In stage 2 it was discovered that operations that involved the movement of data from memory caused the most performance hits. After analyzing the code in the most expensive functions it was clear that both x86_64 and arm_64 architectures faced different kinds of memory access performance issues.
On the x86_64 front, one common pattern that occurred was that both x86_64 machines faced the most performance issues on the function "DecodeCurrentAccessUnit". Looking deeper into that function, the operation type that caused the most issues was "rep" in conjunction with "movsq". Without really knowing what "rep" does, I did some research into that operation and it turns out that it is used for repetition and when used with "movsq" the typical use case would turn into string usage. And considering that the function "DecodeCurrentAccessUnit" has quite a few string operations for logging, I'm lead to believe that the string operations are causing the most of the performance issues. As of which I suggest that in order to improve performance, string operations are to be reduced or if needed the amount of characters used should be reduced as much as possible. I believe that this optimization method would work because if the "rep" operation is causing performance issues, then having it called less should minimize the damage from that operation.
x86_64: Resources researched:
Fedora VM Profiling Results:
https://gist.github.com/Megawats777/171d81b7e9a907002d3418b36a446d71
Xerxes Profiling Results:
https://gist.github.com/Megawats777/ca297149ef90c72621adb113a439966c
Link to "DecodeCurrentAccessUnit" function:
In regards to the arm_64 architecture, the function that both the Aarchie and Bbetty systems had trouble with was the function "WelsResidualBlockCavlc". And within that function any operation that involved "ldr" took at least 2 seconds to execute. Since the purpose of "ldrb" was to load values from memory to registers, it became clear that any operation that involved the assignment of values to variables may have caused performance hits within the function. As of which I believe that if inline asm was used for value assignment, more explicit control would be given on which registers hold which variables which in turn should grant greater performance. As you would be able to prioritize which values should be accessed quickly. However, due to the amount of local variables used in the function, figuring out which registers hold which variables may prove too challenging. In addition, using inline asm would also make the code significantly less portable.
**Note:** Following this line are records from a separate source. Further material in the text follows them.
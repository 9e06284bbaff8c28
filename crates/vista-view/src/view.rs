//! The view middleware.
//!
//! [`ViewMiddleware`] gives the rest of the chain a fresh [`Stash`] and a
//! done-tracking writer. When the handler returns without responding, the
//! middleware renders a template with the stash as its data:
//!
//! 1. Template name: stash `_template` (string), else the default template.
//! 2. The template directory must be configured.
//! 3. The page and every include-path file are loaded.
//! 4. Functions: the default table overlaid with stash `_funcs`.
//! 5. Status: stash `_status` (integer) is written before execution.
//! 6. Entry point: stash `_entry` (string), else the default entry, else the
//!    template name.
//!
//! Failures become `Error 500: <message>` responses.

use crate::error::{ViewError, ViewResult};
use crate::funcs::FuncMap;
use crate::keys;
use crate::loader::{load_templates, LoadOptions};
use crate::metrics::{record_render, record_skipped, Outcome};
use crate::request::RequestInfo;
use crate::stash::{Stash, StashExt};
use http::header::CONTENT_TYPE;
use http::{HeaderValue, StatusCode};
use minijinja::Value;
use std::borrow::Cow;
use std::collections::HashMap;
use std::path::{Path, PathBuf};
use std::time::Instant;
use vista_config::ViewSettings;
use vista_core::{handle_error, DoneWriter, ResponseWriter, StatusError};
use vista_middleware::{BoxFuture, Middleware, MiddlewareContext, Next, Request};

/// Middleware that renders a template unless the handler already responded.
///
/// # Example
///
/// ```
/// use minijinja::Value;
/// use vista_middleware::Pipeline;
/// use vista_view::{StashExt, ViewMiddleware};
///
/// let view = ViewMiddleware::builder()
///     .template_dir("templates")
///     .default_template("index.html")
///     .func("year", Value::from_function(|| 2024))
///     .build();
///
/// let pipeline = Pipeline::builder()
///     .stage(view)
///     .handler(|ctx, _writer, _req| {
///         Box::pin(async move {
///             if let Some(stash) = ctx.stash_mut() {
///                 stash.insert("Name", "Gregory");
///             }
///         })
///     })
///     .build();
/// # let _ = pipeline;
/// ```
#[derive(Debug, Clone)]
pub struct ViewMiddleware {
    template_dir: PathBuf,
    default_template: String,
    funcs: FuncMap,
    include_paths: Vec<PathBuf>,
    default_entry: String,
    options: LoadOptions,
}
Link to "WelsResidualBlockCavlc" function:
Aarchie Profiling Results:
https://gist.github.com/Megawats777/40a3dd389c2fa9e9b9ad5494762dcecd
Bbetty Profiling Results:
https://gist.github.com/Megawats777/46bf0beba2a85dc420456f3f632f0746
The easiest solution to these performance problems would be in the end, to increase the compiler optimization level. As back in stage 1 there were noticeable if not, significant improvements in execution time as the optimization levels got higher.
Stage 1 Results:
https://gist.github.com/Megawats777/6ce232ad0c186427a71ee1f0f52d8f7d
Upon reflecting on the process for stage 3 it made me realize that performance issues may not come from the most obvious or exciting aspects of a program. Sometimes they may come from something mundane like variable assignment and string usage. When it comes to the solution I learned what resolves the problem may not be something exciting like overhauling your structure. But instead the solution may end up being adjusting how a couple lines work or limiting how many characters you use in a string.
Thank you for reading this series and I'll see you on the other side.